One person described her incredulous, very assimilated father, a doctor, receiving a call from a gentile friend warning him to take his family and leave Dusseldorf right away because there was going to be trouble. Being a law-abiding citizen, one of the lucky ones, in his own mind, he called the police, who thanked him, then turned up at the front door to arrest him and his oldest sons. The rest of the family took refuge in a non-Jewish neighbor's house . When they came back, everything was broken... the windows, the dishes, the paintings on the walls slashed. And particularly poignant, the glass coffee table. The woman described her mother covering the table with a tablecloth and serving tea and cake to a visitor.

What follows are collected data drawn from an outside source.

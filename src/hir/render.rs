//! Generic presentation walk over a normalized tree.
//!
//! A [`Handler`] maps leaves and elements to some output type; [`render`]
//! drives it bottom-up so that every element sees its already-rendered
//! children.

use super::{Element, Node, Tree};
use crate::core::Attributes;

pub trait Handler {
    type Output;

    fn text(&mut self, text: &str) -> Self::Output;

    fn element(
        &mut self,
        kind: &str,
        attributes: &Attributes,
        children: Vec<Self::Output>,
    ) -> Self::Output;
}

/// Renders the whole tree; the root is handed to the handler as an element
/// of type [`ROOT`](super::ROOT).
pub fn render<H: Handler>(tree: &Tree, handler: &mut H) -> H::Output {
    render_element(&tree.root, handler)
}

fn render_element<H: Handler>(element: &Element, handler: &mut H) -> H::Output {
    let children = element
        .children
        .iter()
        .map(|child| match child {
            Node::Text(text) => handler.text(&text.text),
            Node::Element(child) => render_element(child, handler),
        })
        .collect();
    handler.element(&element.kind, &element.attributes, children)
}

#[cfg(test)]
mod tests {
    use super::*;
    use crate::core::{Annotation, Schema};
    use crate::hir::normalize;

    /// Minimal HTML-ish output with a per-type tag table.
    struct Markup;

    impl Handler for Markup {
        type Output = String;

        fn text(&mut self, text: &str) -> String {
            text.replace('\n', "<br/>")
        }

        fn element(
            &mut self,
            kind: &str,
            attributes: &Attributes,
            children: Vec<String>,
        ) -> String {
            let inner = children.concat();
            match kind {
                "root" => format!("<article>{inner}</article>"),
                "bold" => format!("<strong>{inner}</strong>"),
                "italic" => format!("<em>{inner}</em>"),
                "link" => {
                    let url = attributes.get("url").and_then(|v| v.as_str()).unwrap_or("");
                    format!("<a href=\"{url}\">{inner}</a>")
                }
                "youtube" => {
                    let id = attributes.get("id").and_then(|v| v.as_str()).unwrap_or("");
                    format!("<iframe src=\"https://www.youtube.com/embed/{id}\"></iframe>")
                }
                _ => inner,
            }
        }
    }

    fn html(content: &str, annotations: Vec<Annotation>) -> String {
        let tree = normalize(content, &annotations, &Schema::commonmark()).unwrap();
        render(&tree, &mut Markup)
    }

    #[test]
    fn test_renders_marks() {
        assert_eq!(
            html(
                "This is bold and italic text",
                vec![Annotation::new("bold", 8, 12), Annotation::new("italic", 17, 23)],
            ),
            "<article>This is <strong>bold</strong> and <em>italic</em> text</article>"
        );
    }

    #[test]
    fn test_renders_links_breaks_and_embeds() {
        let content = "Visit the site\nand watch \u{FFFC}";
        assert_eq!(
            html(
                content,
                vec![
                    Annotation::new("link", 10, 14).with_attribute("url", "https://example.com"),
                    Annotation::new("youtube", 25, 26).with_attribute("id", "abc123"),
                ],
            ),
            "<article>Visit the <a href=\"https://example.com\">site</a><br/>and watch \
             <iframe src=\"https://www.youtube.com/embed/abc123\"></iframe></article>"
        );
    }

    #[test]
    fn test_children_are_rendered_in_order() {
        struct Counter(Vec<String>);
        impl Handler for Counter {
            type Output = ();
            fn text(&mut self, text: &str) {
                self.0.push(text.to_string());
            }
            fn element(&mut self, kind: &str, _: &Attributes, children: Vec<()>) {
                self.0.push(format!("{kind}/{}", children.len()));
            }
        }

        let tree =
            normalize("ab", &[Annotation::new("bold", 1, 2)], &Schema::commonmark()).unwrap();
        let mut counter = Counter(Vec::new());
        render(&tree, &mut counter);
        assert_eq!(counter.0, vec!["a", "b", "bold/1", "root/2"]);
    }
}
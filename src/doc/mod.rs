//! Document store and editing API.
//!
//! A [`Document`] owns its content and its annotations. Every mutation
//! validates its input before touching either, then adjusts each annotation
//! so that `0 <= start <= end <= len` keeps holding.

use crate::commonmark::{self, RenderError};
use crate::core::{
    Annotation, AnnotationId, InsertEdit, PLACEHOLDER, Schema, ZeroLengthPolicy, byte_offset,
    char_len,
};
use crate::hir::{self, NormalizeError, Tree};
use serde::{Deserialize, Serialize};

pub mod range_ops;

use range_ops::DeleteEffect;

pub const DEFAULT_CONTENT_TYPE: &str = "text/plain";

#[derive(Debug, Clone, PartialEq, Eq, thiserror::Error)]
pub enum EditError {
    #[error("position {position} is out of bounds for content of length {len}")]
    PositionOutOfBounds { position: usize, len: usize },
    #[error("range {start}..{end} is out of bounds for content of length {len}")]
    RangeOutOfBounds { start: usize, end: usize, len: usize },
    #[error("annotation not found")]
    AnnotationNotFound,
}

#[derive(Debug, Clone, Serialize, Deserialize)]
#[serde(try_from = "RawDocument", rename_all = "camelCase")]
pub struct Document {
    content: String,
    content_type: String,
    annotations: Vec<Annotation>,
    #[serde(skip)]
    schema: Schema,
    #[serde(skip)]
    len: usize,
}

#[derive(Deserialize)]
#[serde(rename_all = "camelCase")]
struct RawDocument {
    content: String,
    #[serde(default)]
    content_type: Option<String>,
    #[serde(default)]
    annotations: Vec<Annotation>,
}

impl TryFrom<RawDocument> for Document {
    type Error = EditError;

    fn try_from(raw: RawDocument) -> Result<Self, Self::Error> {
        let mut doc = Document::from_parts(raw.content, raw.annotations)?;
        if let Some(content_type) = raw.content_type {
            doc.content_type = content_type;
        }
        Ok(doc)
    }
}

impl Document {
    pub fn new() -> Self {
        Self {
            content: String::new(),
            content_type: DEFAULT_CONTENT_TYPE.to_string(),
            annotations: Vec::new(),
            schema: Schema::default(),
            len: 0,
        }
    }

    /// Builds a document from plain content, with no annotations.
    pub fn from_text(content: impl Into<String>) -> Self {
        let content = content.into();
        let len = char_len(&content);
        Self {
            content,
            len,
            ..Self::new()
        }
    }

    pub fn from_parts(
        content: impl Into<String>,
        annotations: Vec<Annotation>,
    ) -> Result<Self, EditError> {
        let mut doc = Self::from_text(content);
        doc.add_annotations(annotations)?;
        Ok(doc)
    }

    pub fn with_schema(mut self, schema: Schema) -> Self {
        self.schema = schema;
        self
    }

    pub fn with_content_type(mut self, content_type: impl Into<String>) -> Self {
        self.content_type = content_type.into();
        self
    }

    pub fn content(&self) -> &str {
        &self.content
    }

    pub fn content_type(&self) -> &str {
        &self.content_type
    }

    pub fn schema(&self) -> &Schema {
        &self.schema
    }

    pub fn schema_mut(&mut self) -> &mut Schema {
        &mut self.schema
    }

    /// Content length in code units.
    pub fn len(&self) -> usize {
        self.len
    }

    pub fn is_empty(&self) -> bool {
        self.len == 0
    }

    pub fn annotations(&self) -> &[Annotation] {
        &self.annotations
    }

    pub fn annotation(&self, id: AnnotationId) -> Option<&Annotation> {
        self.annotations.iter().find(|annotation| annotation.id == id)
    }

    /// Returns the content covered by `[start, end)`.
    pub fn slice(&self, start: usize, end: usize) -> Result<&str, EditError> {
        let (from, to) = self.byte_range(start, end)?;
        Ok(&self.content[from..to])
    }

    pub fn add_annotation(&mut self, annotation: Annotation) -> Result<AnnotationId, EditError> {
        self.check_range(annotation.start, annotation.end)?;
        let id = annotation.id;
        self.annotations.push(annotation);
        Ok(id)
    }

    /// Adds every annotation or none of them.
    pub fn add_annotations(
        &mut self,
        annotations: impl IntoIterator<Item = Annotation>,
    ) -> Result<Vec<AnnotationId>, EditError> {
        let annotations: Vec<Annotation> = annotations.into_iter().collect();
        for annotation in &annotations {
            self.check_range(annotation.start, annotation.end)?;
        }
        let ids = annotations.iter().map(|annotation| annotation.id).collect();
        self.annotations.extend(annotations);
        Ok(ids)
    }

    pub fn remove_annotation(&mut self, id: AnnotationId) -> Option<Annotation> {
        let index = self
            .annotations
            .iter()
            .position(|annotation| annotation.id == id)?;
        Some(self.annotations.remove(index))
    }

    pub fn insert_text(
        &mut self,
        position: usize,
        text: &str,
        preserve_adjacent_boundaries: bool,
    ) -> Result<(), EditError> {
        let byte_index =
            byte_offset(&self.content, position).ok_or(EditError::PositionOutOfBounds {
                position,
                len: self.len,
            })?;

        let inserted = char_len(text);
        self.content.insert_str(byte_index, text);
        self.len += inserted;

        let edit = InsertEdit {
            content: &self.content,
            position,
            len: inserted,
            preserve_adjacent_boundaries,
        };
        for annotation in &mut self.annotations {
            match &self.schema.spec(&annotation.kind).transform {
                Some(transform) => transform.apply(annotation, &edit),
                None => range_ops::apply_insert(
                    annotation,
                    position,
                    inserted,
                    preserve_adjacent_boundaries,
                ),
            }
        }

        tracing::debug!(position, inserted, len = self.len, "inserted text");
        Ok(())
    }

    /// Deletes `[start, end)` and returns the annotations removed because
    /// their type's zero-length policy is [`ZeroLengthPolicy::Remove`].
    pub fn delete_text(&mut self, start: usize, end: usize) -> Result<Vec<Annotation>, EditError> {
        let (from, to) = self.byte_range(start, end)?;
        self.content.replace_range(from..to, "");
        self.len -= end - start;

        let mut removed = Vec::new();
        let mut kept = Vec::with_capacity(self.annotations.len());
        for mut annotation in self.annotations.drain(..) {
            let was_empty = annotation.is_empty();
            let effect = range_ops::apply_delete(&mut annotation, start, end);
            let discard = effect == DeleteEffect::Collapsed
                && !was_empty
                && start < end
                && self.schema.spec(&annotation.kind).zero_length == ZeroLengthPolicy::Remove;
            if discard {
                removed.push(annotation);
            } else {
                kept.push(annotation);
            }
        }
        self.annotations = kept;

        tracing::debug!(
            start,
            end,
            removed = removed.len(),
            len = self.len,
            "deleted text"
        );
        Ok(removed)
    }

    /// Replaces the content under annotation `id` with a single
    /// [`PLACEHOLDER`]; the annotation itself becomes zero length at its
    /// original start.
    pub fn collapse_to_placeholder(&mut self, id: AnnotationId) -> Result<(), EditError> {
        let target = self
            .annotations
            .iter()
            .find(|annotation| annotation.id == id)
            .ok_or(EditError::AnnotationNotFound)?;
        let (old_start, old_end) = (target.start, target.end);
        let (from, to) = self.byte_range(old_start, old_end)?;

        let mut buffer = [0u8; 4];
        self.content
            .replace_range(from..to, PLACEHOLDER.encode_utf8(&mut buffer));
        self.len = self.len + 1 - (old_end - old_start);

        for annotation in &mut self.annotations {
            if annotation.id == id {
                annotation.end = annotation.start;
            } else {
                range_ops::apply_collapse(annotation, old_start, old_end);
            }
        }

        tracing::debug!(old_start, old_end, len = self.len, "collapsed to placeholder");
        Ok(())
    }

    /// Builds the canonical tree for this document.
    pub fn normalize(&self) -> Result<Tree, NormalizeError> {
        hir::normalize(&self.content, &self.annotations, &self.schema)
    }

    pub fn to_commonmark(&self) -> Result<String, RenderError> {
        commonmark::render(self)
    }

    /// Two documents are equal when their normalized trees are.
    pub fn structurally_eq(&self, other: &Document) -> Result<bool, NormalizeError> {
        Ok(self.normalize()? == other.normalize()?)
    }

    fn check_range(&self, start: usize, end: usize) -> Result<(), EditError> {
        if start > end || end > self.len {
            return Err(EditError::RangeOutOfBounds {
                start,
                end,
                len: self.len,
            });
        }
        Ok(())
    }

    fn byte_range(&self, start: usize, end: usize) -> Result<(usize, usize), EditError> {
        self.check_range(start, end)?;
        let out_of_bounds = EditError::RangeOutOfBounds {
            start,
            end,
            len: self.len,
        };
        let from = byte_offset(&self.content, start).ok_or(out_of_bounds.clone())?;
        let to = byte_offset(&self.content, end).ok_or(out_of_bounds)?;
        Ok((from, to))
    }
}

impl Default for Document {
    fn default() -> Self {
        Self::new()
    }
}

As they sat drinking their tea, the children watched the cake and teapot slowly sink into the broken table, and tried hard not to laugh... or to cry.
All too often, Yom Ha Shoah turns into a sort of unhealthy fixation with death. This was about life, about survival, and the uncanny luck of finding oneself alive in terrible circumstances.

Saturday, May 3, 2008

what a relief it is

Yesterday I did as Lou suggested and asked after the health of the freshman kid on Jeremy's baseball team who broke his leg. I felt as light as a helium balloon (a difficult commodity to find these days, by the way!). It was so simple. How do people live with hatred and anger? The little bit of it I felt was slowly choking me.